After its deactivation in 2002, Space Command reactivated in August to become the military's 11th combatant command.

"Space is critical to all nations and our way of life. The demands on space systems continue in this time of crisis where global logistics, transportation and communication are key to defeating the COVID-19 pandemic," Raymond said. "It is a shared interest and responsibility of all spacefaring nations to create safe, stable and operationally sustainable conditions for space activities, including commercial, civil and national security activities."

The Russian test follows two new reports that infer disruptive anti-satellite actions by adversary nations are on the rise.
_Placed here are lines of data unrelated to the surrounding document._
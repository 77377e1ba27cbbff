use thiserror::Error;

#[derive(Debug, Error)]
pub enum Error {
    #[error(transparent)]
    Unauthorised(#[from] UnauthorisedError),

    #[error(transparent)]
    Storage(#[from] StorageQueryError),

    #[error(transparent)]
    Crypto(#[from] CryptoError),

    #[error(transparent)]
    Token(#[from] TokenError),
}

/// The session or refresh token presented by the caller is no longer valid.
///
/// These are terminal outcomes: retrying cannot make a revoked or expired
/// session valid again, so callers must not retry internally.
#[derive(Debug, Error, PartialEq, Eq)]
pub enum UnauthorisedError {
    /// The session record is missing or past its expiry.
    ///
    /// The two cases share one message so callers cannot probe which
    /// handles ever existed.
    #[error("Session does not exist.")]
    SessionMissing,

    /// A refresh token was presented whose chain position is stale. The
    /// session family has been revoked as containment.
    #[error("Refresh token theft detected for session {session_handle}")]
    TokenTheft { session_handle: String },
}

/// Transport or storage failure while querying the external store.
///
/// Distinct from "not found"; repositories report missing records as
/// values, never through this error.
#[derive(Debug, Error)]
#[error("Storage query failed: {0}")]
pub struct StorageQueryError(pub String);

#[derive(Debug, Error, PartialEq, Eq)]
pub enum CryptoError {
    /// Ciphertext failed integrity verification under the supplied key.
    #[error("Decryption failed")]
    Decryption,

    #[error("Encryption failed")]
    Encryption,

    #[error("Invalid key: {0}")]
    InvalidKey(String),
}

#[derive(Debug, Error, PartialEq, Eq)]
pub enum TokenError {
    /// The token string could not be parsed into its structural parts.
    #[error("Malformed token: {0}")]
    Malformed(String),

    #[error("Failed to sign access token: {0}")]
    Signing(String),
}

impl Error {
    /// Whether the API layer should answer this error with an
    /// authorization failure.
    ///
    /// Cryptographic and structural failures on untrusted token input are
    /// grouped with the explicit unauthorised outcomes so the boundary
    /// fails closed without leaking which check rejected the input.
    pub fn is_unauthorised(&self) -> bool {
        matches!(
            self,
            Error::Unauthorised(_)
                | Error::Crypto(CryptoError::Decryption)
                | Error::Crypto(CryptoError::InvalidKey(_))
                | Error::Token(TokenError::Malformed(_))
        )
    }
}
According to a March 30 Center for Strategic and International Studies analysis, "Space Threat Assessment 2020," more countries, including big players like the U.S., Russia and China, are launching or experimenting with next-generation technologies in space; some are gradually normalizing non-kinetic ways to disrupt operations. Those methods include disguising information and communications through GPS spoofing, jamming connections and even dazzling, or blinding, satellites with lasers.

The report warned of increased co-orbital adversary activity, such as close inspection of satellites in geostationary orbit, and said that "the rate of satellite jamming and spoofing incidents will only increase as these capabilities continue to proliferate and become more sophisticated in the coming years."

That report followed another study released last month by the Secure World Foundation, which stated countries around the world should not discount the reality that some bad actors may be stepping up both offensive and defensive measures in space.

"The evidence shows significant research and development of a broad range of kinetic (destructive) and non-kinetic counter-space capabilities in multiple countries," according to the annual Global Counterspace Capabilities study, as reported by Space News.

According to a 2019 SWF report, Russia has been working on stepping up its on-orbit experiments -- to include anti satellite weapons -- since at least 2011.